Alis Deason, aged 26, from Goodwick, recently published a paper revealing that the Milky Way – home of our solar system – may be only half as massive as previously thought.

The paper was highlighted at the recent American Astronomical Society conference in California.

Alis, who attended Goodwick Primary and Fishguard High School (now Ysgol Bro Gwaun) is a Hubble Fellow – one of the top astronomical fellowships in the world – at the University of California Santa Cruz.

She did most of the research for her recent paper while studying for her doctorate at the University of Cambridge.

“California may seem a long way from Pembrokeshire but I would never have got here were it not for the education and encouragement I got from my teachers at Fishguard,”

she said recently.

“They set me out on the path I’m now on and always encouraged me to aim high.”

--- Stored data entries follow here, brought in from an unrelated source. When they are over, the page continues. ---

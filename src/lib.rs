//! # request-throttle
//!
//! Client-side request throttling and circuit breaking for outbound backend
//! service calls.
//!
//! This crate guards a process's own traffic to its backend: before issuing
//! a call, ask the throttle whether the call's [`ServiceCategory`] still has
//! headroom. The throttle tracks accepted-call timestamps per category,
//! enforces a short burst window and a longer rate window against the same
//! ledger, and trips a per-category circuit breaker when the rate window
//! fills. The caller performs or skips the guarded operation itself; the
//! throttle only decides.
//!
//! ## Quick Start
//!
//! ```rust
//! use request_throttle::{RequestThrottle, ServiceCategory};
//!
//! // Construct once at the composition root, share via Arc.
//! let throttle = RequestThrottle::new();
//!
//! let decision = throttle.check_request(ServiceCategory::BulkRead);
//! if decision.is_allowed() {
//!     // issue the backend call
//! } else {
//!     // skip it; decision.reason says why and decision.limit
//!     // / decision.observed_count inform any retry policy
//! }
//! ```
//!
//! Or customize limits, clock, and breaker:
//!
//! ```rust
//! use request_throttle::{
//!     CircuitBreakerConfig, RateLimitConfig, RequestThrottle, ServiceCategory,
//! };
//! use std::time::Duration;
//!
//! let throttle = RequestThrottle::builder()
//!     .with_limit(
//!         ServiceCategory::Telemetry,
//!         RateLimitConfig::with_limits(50, 500).unwrap(),
//!     )
//!     .with_breaker_config(CircuitBreakerConfig {
//!         cooldown: Duration::from_secs(120),
//!     })
//!     .build()
//!     .unwrap();
//! # let _ = throttle;
//! ```
//!
//! ## Verdicts
//!
//! Every check returns (and publishes) a [`ThrottleDecision`]:
//!
//! - `Allowed` - both windows comfortably under their limits
//! - `AllowedWithWarning` - accepted, but a window crossed 80% utilization
//! - `Denied` - breaker open, burst window full, or rate window full
//! - `ConfigChanged` - not a check outcome; emitted by reconfiguration,
//!   breaker resets, and history clears
//!
//! Denials are normal outcomes, not errors: check the verdict rather than
//! expecting anything to be thrown. The throttle performs no retries; retry
//! policy belongs to the caller, informed by the decision's `reason`,
//! `observed_count`, and `limit` fields.
//!
//! ## Circuit breaker lifecycle
//!
//! A category's breaker trips open when its rate window fills (burst
//! overflow alone never trips it). While open, every check is denied without
//! consulting the ledger. After a fixed cooldown the breaker is half-open,
//! and the next request that passes both window checks closes it; a
//! violation while half-open trips it afresh. `reset_circuit_breaker` forces
//! it closed at any time. State is computed lazily from the trip instant, so
//! there is no background timer to race against a manual reset.
//!
//! ## Listeners
//!
//! Monitoring code subscribes to the decision stream:
//!
//! ```rust
//! use request_throttle::{FnListener, RequestThrottle, ServiceCategory, ThrottleDecision};
//! use std::sync::Arc;
//!
//! let throttle = RequestThrottle::new();
//! throttle.subscribe(Arc::new(FnListener::new(|decision: &ThrottleDecision| {
//!     if decision.is_denied() {
//!         eprintln!("{}: {}", decision.category, decision.reason);
//!     }
//! })));
//!
//! throttle.check_request(ServiceCategory::Authentication);
//! ```
//!
//! Listeners are called synchronously in registration order; a panicking
//! listener is logged and skipped without affecting the others or the
//! caller.
//!
//! ## Memory
//!
//! Each category holds at most one rate window of timestamps once evicted;
//! the check path evicts per call, and the optional [`PeriodicSweeper`]
//! (feature `async`, on by default) evicts for categories that have gone
//! idle:
//!
//! ```rust,no_run
//! # #[cfg(feature = "async")]
//! # async fn demo() {
//! use request_throttle::{PeriodicSweeper, RequestThrottle, SweeperConfig};
//! use std::sync::Arc;
//!
//! let throttle = Arc::new(RequestThrottle::new());
//! let handle = PeriodicSweeper::new(Arc::clone(&throttle), SweeperConfig::default()).start();
//!
//! // ... on teardown:
//! handle.shutdown();
//! # }
//! ```
//!
//! ## Observability
//!
//! [`RequestThrottle::stats`] returns a read-only per-category snapshot
//! (window counts, limits, utilization percentages, breaker state) that
//! always matches a fresh recount of the ledgers. Cumulative totals are
//! available through [`RequestThrottle::metrics`]. Internally the crate
//! emits `tracing` events: denials and sweeps at debug level, breaker trips
//! at warn.
//!
//! All state is in-memory and lost on process restart: the throttle is
//! advisory protection for the current session, not a durable quota ledger.

// Domain layer - pure business logic
pub mod domain;

// Application layer - orchestration
pub mod application;

// Infrastructure layer - external adapters
pub mod infrastructure;

// Re-export commonly used types for convenience
pub use domain::{
    category::ServiceCategory,
    decision::{DecisionContext, DecisionReason, ThrottleDecision, Verdict},
    ledger::RequestLedger,
    limits::{ConfigError, RateLimitConfig},
};

pub use application::{
    breaker::{CircuitBreaker, CircuitBreakerConfig, CircuitState},
    metrics::{Metrics, MetricsSnapshot},
    notifier::{DecisionListener, EventNotifier, FnListener},
    stats::{CategoryStats, ThrottleStats},
    throttle::{BuildError, RequestThrottle, RequestThrottleBuilder},
};

pub use infrastructure::clock::SystemClock;

#[cfg(feature = "async")]
pub use infrastructure::sweeper::{
    PeriodicSweeper, SweeperConfig, SweeperConfigError, SweeperHandle,
};
//! Per-category ledger of accepted-call timestamps.
//!
//! The ledger is an ordered record of the instants at which requests were
//! accepted for one category. Entries are appended in non-decreasing
//! timestamp order, so evicting stale entries is a head-trim: pop from the
//! front while the oldest entry has fallen out of the rate window.

use std::collections::VecDeque;
use std::time::{Duration, Instant};

/// Ordered record of accepted-call timestamps for one category.
///
/// Append-only until eviction trims the head. Both the burst window and the
/// rate window are evaluated against the same ledger.
#[derive(Debug, Clone, Default)]
pub struct RequestLedger {
    timestamps: VecDeque<Instant>,
}

impl RequestLedger {
    /// Create an empty ledger.
    pub fn new() -> Self {
        Self {
            timestamps: VecDeque::new(),
        }
    }

    /// Record an accepted request at `now`.
    ///
    /// Callers must pass non-decreasing instants; the head-trim eviction
    /// relies on the queue staying sorted.
    pub fn record(&mut self, now: Instant) {
        self.timestamps.push_back(now);
    }

    /// Remove entries older than `window` relative to `now`.
    ///
    /// An entry exactly `window` old is kept: the boundary instant counts as
    /// inside the window. Returns the number of entries removed.
    pub fn evict_older_than(&mut self, now: Instant, window: Duration) -> usize {
        let mut evicted = 0;
        while let Some(&oldest) = self.timestamps.front() {
            if now.saturating_duration_since(oldest) > window {
                self.timestamps.pop_front();
                evicted += 1;
            } else {
                break;
            }
        }
        evicted
    }

    /// Count entries within `window` relative to `now`, without mutating.
    ///
    /// Counts from the newest entry backwards and stops at the first entry
    /// outside the window, so the cost is bounded by the entries counted.
    pub fn count_within(&self, now: Instant, window: Duration) -> usize {
        self.timestamps
            .iter()
            .rev()
            .take_while(|&&t| now.saturating_duration_since(t) <= window)
            .count()
    }

    /// Number of entries currently held.
    pub fn len(&self) -> usize {
        self.timestamps.len()
    }

    /// Check whether the ledger holds no entries.
    pub fn is_empty(&self) -> bool {
        self.timestamps.is_empty()
    }

    /// Drop every entry.
    pub fn clear(&mut self) {
        self.timestamps.clear();
    }
}

#[cfg(test)]
mod tests {
    use super::*;

    #[test]
    fn test_record_and_len() {
        let mut ledger = RequestLedger::new();
        let now = Instant::now();

        assert!(ledger.is_empty());

        ledger.record(now);
        ledger.record(now + Duration::from_secs(1));

        assert_eq!(ledger.len(), 2);
        assert!(!ledger.is_empty());
    }

    #[test]
    fn test_evict_removes_only_stale_entries() {
        let mut ledger = RequestLedger::new();
        let start = Instant::now();

        ledger.record(start);
        ledger.record(start + Duration::from_secs(30));
        ledger.record(start + Duration::from_secs(59));

        let now = start + Duration::from_secs(61);
        let evicted = ledger.evict_older_than(now, Duration::from_secs(60));

        // Only the first entry (61s old) is outside the window
        assert_eq!(evicted, 1);
        assert_eq!(ledger.len(), 2);
    }

    #[test]
    fn test_boundary_entry_is_kept() {
        let mut ledger = RequestLedger::new();
        let start = Instant::now();
        let window = Duration::from_secs(60);

        ledger.record(start);

        // Exactly `window` old: elapsed <= window counts as within
        let evicted = ledger.evict_older_than(start + window, window);
        assert_eq!(evicted, 0);
        assert_eq!(ledger.len(), 1);

        // One nanosecond past the boundary: gone
        let evicted = ledger.evict_older_than(start + window + Duration::from_nanos(1), window);
        assert_eq!(evicted, 1);
        assert!(ledger.is_empty());
    }

    #[test]
    fn test_count_within_does_not_mutate() {
        let mut ledger = RequestLedger::new();
        let start = Instant::now();

        ledger.record(start);
        ledger.record(start + Duration::from_secs(55));

        let now = start + Duration::from_secs(60);
        assert_eq!(ledger.count_within(now, Duration::from_secs(10)), 1);
        assert_eq!(ledger.count_within(now, Duration::from_secs(60)), 2);

        // Counting never evicts
        assert_eq!(ledger.len(), 2);
    }

    #[test]
    fn test_count_within_inclusive_boundary() {
        let mut ledger = RequestLedger::new();
        let start = Instant::now();

        ledger.record(start);

        assert_eq!(ledger.count_within(start + Duration::from_secs(10), Duration::from_secs(10)), 1);
    }

    #[test]
    fn test_clear() {
        let mut ledger = RequestLedger::new();
        ledger.record(Instant::now());
        ledger.clear();
        assert!(ledger.is_empty());
    }

    #[test]
    fn test_evict_everything() {
        let mut ledger = RequestLedger::new();
        let start = Instant::now();

        for i in 0..10 {
            ledger.record(start + Duration::from_secs(i));
        }

        let now = start + Duration::from_secs(1000);
        let evicted = ledger.evict_older_than(now, Duration::from_secs(60));

        assert_eq!(evicted, 10);
        assert!(ledger.is_empty());
    }
}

After doing her A-levels at Fishguard in 2005, Alis went to Cambridge University where she won the Institute of Astronomy prize in her fourth (MSc) year.

She went on to do her doctorate at Cambridge before moving to America, where she now lives with her husband Ryan, a fellow astrophysicist.

Her recent paper was based on studying the speed of stars in the outer reaches of the Milky Way.

She found that their velocities were lower than previously thought with implications for the mass of the Milky Way as well as shedding new light on mysterious dark matter.